To buy onions: Look for those with a thin outer skin that feels like dry crackly paper. The neck of the onion should be closed tightly with no signs of sprouting, mold or soft brown spots. As a general rule (but this will vary with area), white onions tend to be stronger than yellow or red onions. Reds are usually eaten raw, and yellows are the best choice for an all-purpose onion. The huge Spanish onions are my personal favorite for their consistently sweet taste, especially after cooking. And now, a slew of spring and summer hybrids are being bred primarily for sweetness. These varieties (Vadalia, Walla Walla, Maui Sweet and Italian Sweet) should be eaten raw to enjoy fully their intense flavor.

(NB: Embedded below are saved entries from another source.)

//! Configuration module
//!
//! This module provides the runtime configuration for the conversion service:
//! server settings, per-request limits, and processing knobs. Everything is
//! read from environment variables with sensible defaults.

use std::env;

// Common constants
const MAX_FILE_SIZE_MB: usize = 25;
const MAX_FILES_PER_BATCH: usize = 20;
const COMBINE_MAX_TOTAL_MB: usize = 100;
const BATCH_CONCURRENCY: usize = 5;
const RASTER_MAX_DIMENSION: u32 = 1024;
const DECODE_CACHE_ENTRIES: usize = 100;

/// Application configuration for the conversion service.
#[derive(Clone, Debug)]
pub struct Config {
    pub server_port: u16,
    pub environment: String,
    pub cors_origins: Vec<String>,
    /// Per-file size ceiling in bytes.
    pub max_file_size_bytes: usize,
    /// Per-request file count ceiling.
    pub max_files_per_batch: usize,
    /// Aggregate size ceiling for Combine mode, in bytes.
    pub combine_max_total_bytes: usize,
    /// Number of files transformed concurrently within one batch.
    pub batch_concurrency: usize,
    /// Longest-edge cap for PDF page rasterization, in pixels.
    pub raster_max_dimension: u32,
    /// Capacity of the decode memoization cache (entries, not bytes).
    pub decode_cache_entries: usize,
    /// Scratch directory for per-request temporary artifacts.
    pub scratch_dir: String,
}

impl Config {
    pub fn from_env() -> Result<Self, anyhow::Error> {
        dotenvy::dotenv().ok();

        let environment = env::var("ENVIRONMENT")
            .or_else(|_| env::var("APP_ENV"))
            .unwrap_or_else(|_| "development".to_string());

        let cors_origins_str = env::var("CORS_ORIGINS").unwrap_or_else(|_| "*".to_string());
        let is_production =
            environment.to_lowercase() == "production" || environment.to_lowercase() == "prod";
        if is_production && cors_origins_str.trim() == "*" {
            return Err(anyhow::anyhow!(
                "CORS_ORIGINS cannot be '*' in production. Please specify explicit origins."
            ));
        }

        let cors_origins: Vec<String> = cors_origins_str
            .split(',')
            .map(|s| s.trim().to_string())
            .collect();

        let config = Config {
            server_port: env::var("PORT")
                .unwrap_or_else(|_| "4000".to_string())
                .parse()
                .map_err(|_| anyhow::anyhow!("PORT must be a valid number"))?,
            environment,
            cors_origins,
            max_file_size_bytes: env::var("MAX_FILE_SIZE_MB")
                .unwrap_or_else(|_| MAX_FILE_SIZE_MB.to_string())
                .parse::<usize>()
                .unwrap_or(MAX_FILE_SIZE_MB)
                * 1024
                * 1024,
            max_files_per_batch: env::var("MAX_FILES_PER_BATCH")
                .unwrap_or_else(|_| MAX_FILES_PER_BATCH.to_string())
                .parse()
                .unwrap_or(MAX_FILES_PER_BATCH),
            combine_max_total_bytes: env::var("COMBINE_MAX_TOTAL_MB")
                .unwrap_or_else(|_| COMBINE_MAX_TOTAL_MB.to_string())
                .parse::<usize>()
                .unwrap_or(COMBINE_MAX_TOTAL_MB)
                * 1024
                * 1024,
            batch_concurrency: env::var("BATCH_CONCURRENCY")
                .unwrap_or_else(|_| BATCH_CONCURRENCY.to_string())
                .parse()
                .unwrap_or(BATCH_CONCURRENCY),
            raster_max_dimension: env::var("RASTER_MAX_DIMENSION")
                .unwrap_or_else(|_| RASTER_MAX_DIMENSION.to_string())
                .parse()
                .unwrap_or(RASTER_MAX_DIMENSION),
            decode_cache_entries: env::var("DECODE_CACHE_ENTRIES")
                .unwrap_or_else(|_| DECODE_CACHE_ENTRIES.to_string())
                .parse()
                .unwrap_or(DECODE_CACHE_ENTRIES),
            scratch_dir: env::var("SCRATCH_DIR")
                .unwrap_or_else(|_| env::temp_dir().to_string_lossy().into_owned()),
        };

        config.validate()?;

        Ok(config)
    }

    /// Check if the application is running in production mode
    pub fn is_production(&self) -> bool {
        let env = self.environment.to_lowercase();
        env == "production" || env == "prod"
    }

    pub fn validate(&self) -> Result<(), anyhow::Error> {
        if self.max_file_size_bytes == 0 {
            return Err(anyhow::anyhow!("MAX_FILE_SIZE_MB must be greater than 0"));
        }
        if self.max_files_per_batch == 0 {
            return Err(anyhow::anyhow!("MAX_FILES_PER_BATCH must be greater than 0"));
        }
        if self.batch_concurrency == 0 {
            return Err(anyhow::anyhow!("BATCH_CONCURRENCY must be greater than 0"));
        }
        if self.raster_max_dimension < 16 {
            return Err(anyhow::anyhow!("RASTER_MAX_DIMENSION must be at least 16"));
        }
        if self.combine_max_total_bytes < self.max_file_size_bytes {
            return Err(anyhow::anyhow!(
                "COMBINE_MAX_TOTAL_MB must be at least MAX_FILE_SIZE_MB"
            ));
        }
        Ok(())
    }
}

impl Default for Config {
    fn default() -> Self {
        Config {
            server_port: 4000,
            environment: "development".to_string(),
            cors_origins: vec!["*".to_string()],
            max_file_size_bytes: MAX_FILE_SIZE_MB * 1024 * 1024,
            max_files_per_batch: MAX_FILES_PER_BATCH,
            combine_max_total_bytes: COMBINE_MAX_TOTAL_MB * 1024 * 1024,
            batch_concurrency: BATCH_CONCURRENCY,
            raster_max_dimension: RASTER_MAX_DIMENSION,
            decode_cache_entries: DECODE_CACHE_ENTRIES,
            scratch_dir: env::temp_dir().to_string_lossy().into_owned(),
        }
    }
}
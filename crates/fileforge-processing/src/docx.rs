//! Word document generation.

use anyhow::{Context, Result};
use docx_rs::{Docx, Paragraph, Run};
use std::io::Cursor;

/// Build a .docx document from extracted paragraphs, one document paragraph
/// per input paragraph.
pub fn paragraphs_to_docx(paragraphs: &[String]) -> Result<Vec<u8>> {
    let mut docx = Docx::new();
    for paragraph in paragraphs {
        docx = docx.add_paragraph(Paragraph::new().add_run(Run::new().add_text(paragraph)));
    }

    let mut buffer = Cursor::new(Vec::new());
    docx.build()
        .pack(&mut buffer)
        .context("Failed to serialize docx")?;
    Ok(buffer.into_inner())
}
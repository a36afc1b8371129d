//! PDF operations: building pages from images, merging documents,
//! extracting text, and rasterizing pages.

pub mod merge;
pub mod page_builder;
pub mod raster;
pub mod text;

pub use merge::merge_documents;
pub use page_builder::{image_to_pdf, PageFit};
pub use raster::{rasterize_pdf, RasterBackend, RasterPage};
pub use text::{extract_paragraphs, TextExtraction};
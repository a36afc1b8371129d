//! Combine endpoint: merge the whole batch into one PDF.

use std::sync::Arc;

use axum::extract::{Multipart, State};
use axum::response::{IntoResponse, Response};
use fileforge_core::ConversionMode;
use fileforge_processing::{combine_batch, ArtifactLedger};

use crate::error::HttpAppError;
use crate::packager::Payload;
use crate::state::AppState;
use crate::stats::StatsEvent;

/// Merge all uploaded files into a single PDF, in submission order.
///
/// PDFs contribute their pages; raster images become one page each, scaled
/// into an A4 envelope.
#[tracing::instrument(skip(state, multipart), fields(operation = "combine"))]
pub async fn combine(
    State(state): State<Arc<AppState>>,
    multipart: Multipart,
) -> Result<Response, HttpAppError> {
    let ledger = ArtifactLedger::new();
    let result = combine_inner(&state, multipart, &ledger).await;
    ledger.cleanup_all();
    result
}

async fn combine_inner(
    state: &AppState,
    multipart: Multipart,
    ledger: &ArtifactLedger,
) -> Result<Response, HttpAppError> {
    let (files, _target) =
        super::accept_batch(state, ConversionMode::Combine, multipart, ledger).await?;

    let options = super::batch_options(state);
    let cancel = state.shutdown.child_token();
    let merged = combine_batch(&files, &state.decode_cache, &options, &cancel).await?;

    tracing::info!(inputs = files.len(), bytes = merged.len(), "Batch combined");
    state.stats.record(StatsEvent {
        mode: ConversionMode::Combine,
        successes: 1,
        failures: 0,
    });

    let payload = Payload {
        filename: "combined.pdf".to_string(),
        content_type: "application/pdf".to_string(),
        bytes: merged,
    };
    Ok(payload.into_response())
}
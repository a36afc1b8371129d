//! Application state shared across handlers.

use fileforge_core::Config;
use fileforge_processing::DecodeCache;
use std::sync::Arc;
use tokio_util::sync::CancellationToken;

use crate::stats::StatsSink;

/// Shared state: configuration, the decode cache, the stats sink, and the
/// root cancellation token.
///
/// The decode cache is the only cross-request mutable state in the pipeline.
/// The shutdown token is the parent of every per-request token, so a server
/// shutdown aborts in-flight batches between chunks.
pub struct AppState {
    pub config: Config,
    pub decode_cache: Arc<DecodeCache>,
    pub stats: StatsSink,
    pub shutdown: CancellationToken,
}

impl AppState {
    pub fn new(config: Config) -> Arc<Self> {
        let decode_cache = Arc::new(DecodeCache::new(config.decode_cache_entries));
        Arc::new(Self {
            config,
            decode_cache,
            stats: StatsSink::new(),
            shutdown: CancellationToken::new(),
        })
    }
}
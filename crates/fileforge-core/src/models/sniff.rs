//! Source type sniffing.
//!
//! Browsers and clients routinely misreport MIME types, so conversion
//! dispatch never trusts them: the signature bytes of the file decide, with
//! the filename extension as fallback for container-less formats.

use super::format::SourceKind;
use std::path::Path;

/// Infer the source kind from content, falling back to the filename
/// extension when no known signature matches.
pub fn sniff_source_kind(data: &[u8], filename: &str) -> SourceKind {
    if let Some(kind) = sniff_signature(data) {
        return kind;
    }

    let extension = Path::new(filename)
        .extension()
        .and_then(|e| e.to_str())
        .map(|e| e.to_lowercase())
        .unwrap_or_default();

    match extension.as_str() {
        "jpg" | "jpeg" => SourceKind::Jpeg,
        "png" => SourceKind::Png,
        "gif" => SourceKind::Gif,
        "bmp" => SourceKind::Bmp,
        "tif" | "tiff" => SourceKind::Tiff,
        "webp" => SourceKind::WebP,
        "pdf" => SourceKind::Pdf,
        _ => SourceKind::Unknown,
    }
}

/// Match the well-known magic numbers. Returns None when the prefix is not
/// recognized (truncated files included).
fn sniff_signature(data: &[u8]) -> Option<SourceKind> {
    if data.len() < 12 {
        return None;
    }

    if data.starts_with(b"\x89PNG\r\n\x1a\n") {
        return Some(SourceKind::Png);
    }
    if data.starts_with(&[0xFF, 0xD8, 0xFF]) {
        return Some(SourceKind::Jpeg);
    }
    if data.starts_with(b"GIF87a") || data.starts_with(b"GIF89a") {
        return Some(SourceKind::Gif);
    }
    if data.starts_with(b"BM") {
        return Some(SourceKind::Bmp);
    }
    // TIFF: little-endian "II*\0" or big-endian "MM\0*"
    if data.starts_with(b"II\x2a\x00") || data.starts_with(b"MM\x00\x2a") {
        return Some(SourceKind::Tiff);
    }
    if data.starts_with(b"RIFF") && &data[8..12] == b"WEBP" {
        return Some(SourceKind::WebP);
    }
    if data.starts_with(b"%PDF-") {
        return Some(SourceKind::Pdf);
    }

    None
}
//! Domain models shared across components.

pub mod batch;
pub mod format;
pub mod sniff;
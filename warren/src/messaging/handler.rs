//
// Copyright 2026 Hans W. Uhlig. All Rights Reserved.
//
// Licensed under the Apache License, Version 2.0 (the "License");
// you may not use this file except in compliance with the License.
// You may obtain a copy of the License at
//
//      http://www.apache.org/licenses/LICENSE-2.0
//
// Unless required by applicable law or agreed to in writing, software
// distributed under the License is distributed on an "AS IS" BASIS,
// WITHOUT WARRANTIES OR CONDITIONS OF ANY KIND, either express or implied.
// See the License for the specific language governing permissions and
// limitations under the License.
//

//! Message handlers and the reply path.

use super::codec::JsonCodec;
use crate::broker::{BrokerChannel, PublishOptions};
use crate::error::WarrenError;
use crate::observability::MessagingMetrics;
use async_trait::async_trait;
use std::fmt;
use std::future::Future;
use std::marker::PhantomData;
use std::sync::Arc;
use std::sync::atomic::{AtomicBool, Ordering};
use tracing::debug;

/// Error type returned by message handlers.
pub type HandlerError = Box<dyn std::error::Error + Send + Sync>;

/// Processes the messages of a queue or broadcast consumer.
///
/// `responder` is `Some` only when the sender asked for a reply. A handler
/// returning an error, or panicking, is logged and counted; the consumer
/// keeps running either way.
///
/// Closures of the shape `Fn(Req, Option<Responder<Res>>) -> impl Future`
/// implement this trait, so most handlers are written inline:
///
/// ```rust
/// use warren::messaging::{HandlerError, Responder};
///
/// let handler = |request: String, responder: Option<Responder<String>>| async move {
///     if let Some(responder) = responder {
///         responder.respond(&request.to_uppercase(), true).await?;
///     }
///     Ok::<(), HandlerError>(())
/// };
/// # let _ = handler;
/// ```
#[async_trait]
pub trait MessageHandler<Req, Res>: Send + Sync + 'static
where
    Req: Send + 'static,
    Res: Send + 'static,
{
    /// Handles one request.
    async fn handle(&self, request: Req, responder: Option<Responder<Res>>)
    -> Result<(), HandlerError>;
}

#[async_trait]
impl<Req, Res, F, Fut> MessageHandler<Req, Res> for F
where
    Req: Send + 'static,
    Res: Send + 'static,
    F: Fn(Req, Option<Responder<Res>>) -> Fut + Send + Sync + 'static,
    Fut: Future<Output = Result<(), HandlerError>> + Send + 'static,
{
    async fn handle(
        &self,
        request: Req,
        responder: Option<Responder<Res>>,
    ) -> Result<(), HandlerError> {
        (self)(request, responder).await
    }
}

/// Tracks whether a delivery has been acknowledged or rejected.
#[derive(Debug, Default)]
pub(crate) struct Settlement(AtomicBool);

impl Settlement {
    /// Returns `true` for the first caller only.
    pub(crate) fn claim(&self) -> bool {
        !self.0.swap(true, Ordering::AcqRel)
    }
}

/// Sends the reply to a request and settles the original delivery.
///
/// A responder is consumed by [`respond`](Self::respond), so each request is
/// answered at most once.
pub struct Responder<Res> {
    channel: Arc<dyn BrokerChannel>,
    reply_to: String,
    delivery_tag: u64,
    ack_enabled: bool,
    settlement: Arc<Settlement>,
    codec: JsonCodec,
    metrics: Arc<MessagingMetrics>,
    _response: PhantomData<fn(&Res)>,
}

impl<Res> Responder<Res> {
    pub(crate) fn new(
        channel: Arc<dyn BrokerChannel>,
        reply_to: String,
        delivery_tag: u64,
        ack_enabled: bool,
        settlement: Arc<Settlement>,
        codec: JsonCodec,
        metrics: Arc<MessagingMetrics>,
    ) -> Self {
        Self {
            channel,
            reply_to,
            delivery_tag,
            ack_enabled,
            settlement,
            codec,
            metrics,
            _response: PhantomData,
        }
    }

    /// Queue the reply is sent to.
    pub fn reply_to(&self) -> &str {
        &self.reply_to
    }

    /// Publishes `response` to the reply target.
    ///
    /// When the consumer acknowledges explicitly, the original delivery is
    /// then acknowledged if `ack` is true and rejected without requeue
    /// otherwise. The reply is always published first.
    pub async fn respond(self, response: &Res, ack: bool) -> Result<(), WarrenError>
    where
        Res: serde::Serialize,
    {
        let body = self.codec.encode(response)?;
        self.channel
            .send_to_queue(&self.reply_to, body, PublishOptions::default())
            .await?;
        self.metrics.record_reply_sent();
        debug!(reply_to = %self.reply_to, "reply sent");

        if self.ack_enabled && self.settlement.claim() {
            if ack {
                self.channel.ack(self.delivery_tag).await?;
                self.metrics.record_ack();
            } else {
                self.channel.nack(self.delivery_tag, false).await?;
                self.metrics.record_nack();
            }
        }
        Ok(())
    }
}

impl<Res> fmt::Debug for Responder<Res> {
    fn fmt(&self, f: &mut fmt::Formatter<'_>) -> fmt::Result {
        f.debug_struct("Responder")
            .field("reply_to", &self.reply_to)
            .field("delivery_tag", &self.delivery_tag)
            .field("ack_enabled", &self.ack_enabled)
            .finish_non_exhaustive()
    }
}

#[cfg(test)]
mod tests {
    use super::*;
    use crate::broker::{Broker, ConsumeOptions, MemoryBroker, QueueDeclare};
    use crate::config::ConnectionSettings;

    #[test]
    fn test_settlement_is_claimed_once() {
        let settlement = Settlement::default();
        assert!(settlement.claim());
        assert!(!settlement.claim());
    }

    #[tokio::test]
    async fn test_respond_publishes_then_acks() {
        let broker = MemoryBroker::new();
        let connection = broker
            .connect(&ConnectionSettings::default().endpoint(30))
            .await
            .unwrap();
        let channel = connection.open_channel().await.unwrap();
        channel.assert_queue("work", QueueDeclare::default()).await.unwrap();
        channel.assert_queue("replies", QueueDeclare::default()).await.unwrap();
        let mut consumer = channel
            .consume("work", ConsumeOptions { no_ack: false })
            .await
            .unwrap();
        channel
            .send_to_queue("work", b"1".to_vec(), PublishOptions::reply_to("replies"))
            .await
            .unwrap();
        let delivery = consumer.next().await.unwrap();

        let metrics = Arc::new(MessagingMetrics::new());
        let responder: Responder<u32> = Responder::new(
            Arc::clone(&channel),
            "replies".to_string(),
            delivery.delivery_tag,
            true,
            Arc::new(Settlement::default()),
            JsonCodec::new(),
            Arc::clone(&metrics),
        );
        responder.respond(&2, true).await.unwrap();

        assert_eq!(broker.queue_stats("replies").unwrap().ready, 1);
        let work = broker.queue_stats("work").unwrap();
        assert_eq!(work.acked, 1);
        assert_eq!(work.unacked, 0);
        assert_eq!(metrics.total_replies_sent(), 1);
        assert_eq!(metrics.total_acked(), 1);
    }
}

To store onions: Store onions loose in a dark, dry bin with plenty of space around each to prevent them from sweating. And although onions and potatoes are a match made in heaven when cooked, don’t store them raw in the same bin since both emanate moisture and gas that cause each other to spoil. If you have leftover cut onions, store them in the refrigerator tightly wrapped in plastic wrap and use them as soon as possible to prevent drying and an “off” scent and flavor. Chopped onions can be frozen, if desired, but they tend to become somewhat wet and translucent after thawing; they’re fine for sauces, but won’t brown well.

To stop those tears: Regarding those handed-down secret tricks to keep you from crying elephant tears when chopping onions, I inevitably just squint and whimper through the entire process. Chilling the onion before cutting helps somewhat. Although many suggest running them under water, I have found that it adversely affects the color and texture of the cooked onions. (I don’t chop onions in the food processor for the same reason unless their ultimate use will be as one component of a minced vegetable base for certain sauces.) The best remedy is to learn to chop more efficiently so that your crying time will be reduced. Sorry, it’s the best trick I have.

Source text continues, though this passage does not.